Bug 1694760

Summary: Storage classes in multi-AZ clusters don't work reliably
Product: OpenShift Container Platform Reporter: bmorriso
Component: StorageAssignee: Bradley Childs <bchilds>
Status: CLOSED NOTABUG QA Contact: Liang Xia <lxia>
Severity: unspecified Docs Contact:
Priority: unspecified    
Version: 3.11.0CC: aos-bugs, aos-storage-staff, erich, hekumar
Target Milestone: ---Keywords: OpsBlocker
Target Release: ---   
Hardware: Unspecified   
OS: Unspecified   
Whiteboard:
Fixed In Version: Doc Type: If docs needed, set a value
Doc Text:
Story Points: ---
Clone Of: Environment:
Last Closed: 2019-04-02 13:05:20 UTC Type: Bug
Regression: --- Mount Type: ---
Documentation: --- CRM:
Verified Versions: Category: ---
oVirt Team: --- RHEL 7.3 requirements from Atomic Host:
Cloudforms Team: --- Target Upstream Version:
Embargoed:

Description bmorriso 2019-04-01 15:13:54 UTC
Description of problem:

On a multi-AZ v3.11 cluster with a gp2 storage class that isn't restricted to a single AZ, it is possible to have a situation where two PVCs (belonging to the same pod) are provisioned in two separate AZs. In this scenario, the pod can't be scheduled anywhere because there isn't a node in the cluster that can mount both of the PVs. 

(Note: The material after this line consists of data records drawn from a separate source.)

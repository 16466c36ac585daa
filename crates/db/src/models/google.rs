//! Stored Google credentials and pending OAuth handshakes.

use sqlx::FromRow;
use widgetry_core::types::{DbId, Timestamp};

/// A row from `google_sheet_tokens`. Both tokens are sealed with
/// `widgetry_core::crypto::TokenCipher`.
#[derive(Debug, Clone, FromRow)]
pub struct GoogleSheetToken {
    pub id: DbId,
    pub user_id: DbId,
    pub encrypted_access_token: String,
    pub encrypted_refresh_token: Option<String>,
    pub access_token_expires_at: Option<Timestamp>,
    pub created_at: Timestamp,
    pub updated_at: Timestamp,
}

impl GoogleSheetToken {
    /// Whether the access token is past its expiry at `now`.
    pub fn access_expired(&self, now: Timestamp) -> bool {
        self.access_token_expires_at.is_some_and(|at| at <= now)
    }
}

/// DTO for storing freshly issued credentials.
///
/// A `None` refresh token keeps whatever refresh token is already stored.
#[derive(Debug)]
pub struct UpsertGoogleSheetToken {
    pub user_id: DbId,
    pub encrypted_access_token: String,
    pub encrypted_refresh_token: Option<String>,
    pub access_token_expires_at: Option<Timestamp>,
}

/// A row from `oauth_states`.
#[derive(Debug, Clone, FromRow)]
pub struct OAuthState {
    pub id: DbId,
    pub session_state: String,
    pub created_at: Timestamp,
}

One alternative to this would be to create a storage class for each AZ and have the user specify which storage class to use each time a PVC is created. This works, but its inconvenient and it requires each user to know about this extra step. If users don't specify which SC to use, then all new PVs will be created in the AZ of the default SC, which could lead to a disproportionate amount of the cluster's workload running on nodes in a single AZ. 

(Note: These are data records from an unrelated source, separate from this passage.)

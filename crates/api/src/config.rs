use std::path::PathBuf;

use widgetry_google::GoogleOAuthConfig;

use crate::auth::jwt::JwtConfig;

/// Default capacity of the background task channel.
const DEFAULT_TASK_QUEUE_CAPACITY: usize = 1024;

/// Server configuration loaded from environment variables.
///
/// Everything except the secrets has a default suitable for local
/// development.
#[derive(Debug, Clone)]
pub struct ServerConfig {
    /// Bind address (default: `0.0.0.0`).
    pub host: String,
    /// Bind port (default: `3000`).
    pub port: u16,
    /// Allowed CORS origins, parsed from comma-separated `CORS_ORIGINS` env var.
    pub cors_origins: Vec<String>,
    /// HTTP request timeout in seconds (default: `30`).
    pub request_timeout_secs: u64,
    /// How long shutdown waits for queued tasks to drain (default: `30`).
    pub shutdown_timeout_secs: u64,
    /// JWT token configuration (secret, expiry durations).
    pub jwt: JwtConfig,
    /// Application secret; the Google token encryption key derives from it.
    pub secret_key: String,
    /// Origin used to build absolute URLs for media files and scripts.
    pub public_base_url: String,
    /// Directory uploaded files are written to and served from.
    pub media_root: PathBuf,
    /// Google sign-in and Sheets access; `None` disables both.
    pub google: Option<GoogleOAuthConfig>,
    /// reCAPTCHA secret; forms with spam protection are rejected without it.
    pub recaptcha_secret: Option<String>,
    /// Capacity of the background task channel.
    pub task_queue_capacity: usize,
}

impl ServerConfig {
    /// Load configuration from environment variables with defaults.
    ///
    /// | Env Var                          | Default                    |
    /// |----------------------------------|----------------------------|
    /// | `HOST`                           | `0.0.0.0`                  |
    /// | `PORT`                           | `3000`                     |
    /// | `CORS_ORIGINS`                   | `http://localhost:5173`    |
    /// | `REQUEST_TIMEOUT_SECS`           | `30`                       |
    /// | `SHUTDOWN_TIMEOUT_SECS`          | `30`                       |
    /// | `SECRET_KEY`                     | **required**               |
    /// | `PUBLIC_BASE_URL`                | `http://localhost:3000`    |
    /// | `MEDIA_ROOT`                     | `media`                    |
    /// | `GOOGLE_OAUTH2_CLIENT_ID`        | unset (Google disabled)    |
    /// | `GOOGLE_OAUTH2_CLIENT_SECRET`    | required with client id    |
    /// | `GOOGLE_OAUTH2_REDIRECT_URI`     | required with client id    |
    /// | `RECAPTCHA_SECRET_KEY`           | unset                      |
    /// | `TASK_QUEUE_CAPACITY`            | `1024`                     |
    ///
    /// # Panics
    ///
    /// Panics on malformed numbers, a missing `SECRET_KEY`, or a partial
    /// Google OAuth registration.
    pub fn from_env() -> Self {
        let host = std::env::var("HOST").unwrap_or_else(|_| "0.0.0.0".into());

        let port: u16 = std::env::var("PORT")
            .unwrap_or_else(|_| "3000".into())
            .parse()
            .expect("PORT must be a valid u16");

        let cors_origins = parse_origins(
            &std::env::var("CORS_ORIGINS").unwrap_or_else(|_| "http://localhost:5173".into()),
        );

        let request_timeout_secs: u64 = std::env::var("REQUEST_TIMEOUT_SECS")
            .unwrap_or_else(|_| "30".into())
            .parse()
            .expect("REQUEST_TIMEOUT_SECS must be a valid u64");

        let shutdown_timeout_secs: u64 = std::env::var("SHUTDOWN_TIMEOUT_SECS")
            .unwrap_or_else(|_| "30".into())
            .parse()
            .expect("SHUTDOWN_TIMEOUT_SECS must be a valid u64");

        let jwt = JwtConfig::from_env();

        let secret_key =
            std::env::var("SECRET_KEY").expect("SECRET_KEY must be set in the environment");
        assert!(!secret_key.is_empty(), "SECRET_KEY must not be empty");

        let public_base_url = std::env::var("PUBLIC_BASE_URL")
            .unwrap_or_else(|_| "http://localhost:3000".into())
            .trim_end_matches('/')
            .to_string();

        let media_root = PathBuf::from(std::env::var("MEDIA_ROOT").unwrap_or_else(|_| "media".into()));

        let google = optional_env("GOOGLE_OAUTH2_CLIENT_ID").map(|client_id| {
            GoogleOAuthConfig::new(
                client_id,
                optional_env("GOOGLE_OAUTH2_CLIENT_SECRET")
                    .expect("GOOGLE_OAUTH2_CLIENT_SECRET must be set with GOOGLE_OAUTH2_CLIENT_ID"),
                optional_env("GOOGLE_OAUTH2_REDIRECT_URI")
                    .expect("GOOGLE_OAUTH2_REDIRECT_URI must be set with GOOGLE_OAUTH2_CLIENT_ID"),
            )
        });

        let recaptcha_secret = optional_env("RECAPTCHA_SECRET_KEY");

        let task_queue_capacity: usize = std::env::var("TASK_QUEUE_CAPACITY")
            .unwrap_or_else(|_| DEFAULT_TASK_QUEUE_CAPACITY.to_string())
            .parse()
            .expect("TASK_QUEUE_CAPACITY must be a valid usize");

        Self {
            host,
            port,
            cors_origins,
            request_timeout_secs,
            shutdown_timeout_secs,
            jwt,
            secret_key,
            public_base_url,
            media_root,
            google,
            recaptcha_secret,
            task_queue_capacity,
        }
    }

    /// Absolute URL for a path on this server.
    pub fn absolute_url(&self, path: &str) -> String {
        format!(
            "{}/{}",
            self.public_base_url.trim_end_matches('/'),
            path.trim_start_matches('/')
        )
    }

    /// Absolute URL of a file stored under the media root. Values that
    /// already are absolute URLs pass through.
    pub fn media_url(&self, relative_path: &str) -> String {
        if relative_path.starts_with("http://") || relative_path.starts_with("https://") {
            return relative_path.to_string();
        }
        self.absolute_url(&format!("media/{}", relative_path.trim_start_matches('/')))
    }
}

fn parse_origins(raw: &str) -> Vec<String> {
    raw.split(',')
        .map(|s| s.trim().to_string())
        .filter(|s| !s.is_empty())
        .collect()
}

/// A set, non-blank environment variable.
fn optional_env(name: &str) -> Option<String> {
    std::env::var(name)
        .ok()
        .map(|v| v.trim().to_string())
        .filter(|v| !v.is_empty())
}

#[cfg(test)]
mod tests {
    use super::*;

    fn config(base: &str) -> ServerConfig {
        ServerConfig {
            host: "127.0.0.1".into(),
            port: 0,
            cors_origins: vec![],
            request_timeout_secs: 30,
            shutdown_timeout_secs: 5,
            jwt: JwtConfig {
                secret: "s".into(),
                access_token_expiry_mins: 15,
                refresh_token_expiry_days: 7,
            },
            secret_key: "k".into(),
            public_base_url: base.into(),
            media_root: PathBuf::from("media"),
            google: None,
            recaptcha_secret: None,
            task_queue_capacity: 8,
        }
    }

    #[test]
    fn absolute_urls_join_with_single_slash() {
        let cfg = config("https://forms.example.com/");
        assert_eq!(
            cfg.absolute_url("/form-builder/script/x.js"),
            "https://forms.example.com/form-builder/script/x.js"
        );
        assert_eq!(
            cfg.media_url("uploads/logo.png"),
            "https://forms.example.com/media/uploads/logo.png"
        );
        assert_eq!(cfg.media_url("https://cdn.io/a.png"), "https://cdn.io/a.png");
    }

    #[test]
    fn origins_are_trimmed_and_blank_entries_dropped() {
        assert_eq!(
            parse_origins(" https://a.io, ,https://b.io "),
            vec!["https://a.io".to_string(), "https://b.io".to_string()]
        );
    }
}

Version-Release number of selected component (if applicable):

OpenShift v3.11

How reproducible:

Steps to Reproduce:
1. From a template, create a deployment that provisions two PVCs that are mounted to the same pod.
2.
3.

Actual results:
The PVCs will (sometimes) provision to two different AZs which makes the pod unschedulable. 

Expected results:
The PVCs will be created in the same AZ so that the pod can mount both of them. 

Master Log:

Node Log (of failed PODs):

PV Dump:

PVC Dump:

StorageClass Dump (if StorageClass used by PV/PVC):

Additional info:

Comment 1 Hemant Kumar 2019-04-01 16:02:31 UTC
We can't fix this in 3.11. The fix depends on a relatively big feature which is alpha in 3.11. Even if you were to enable that alpha feature (called topology aware scheduling/provisioning), support for EBS volumes is missing in 3.11 .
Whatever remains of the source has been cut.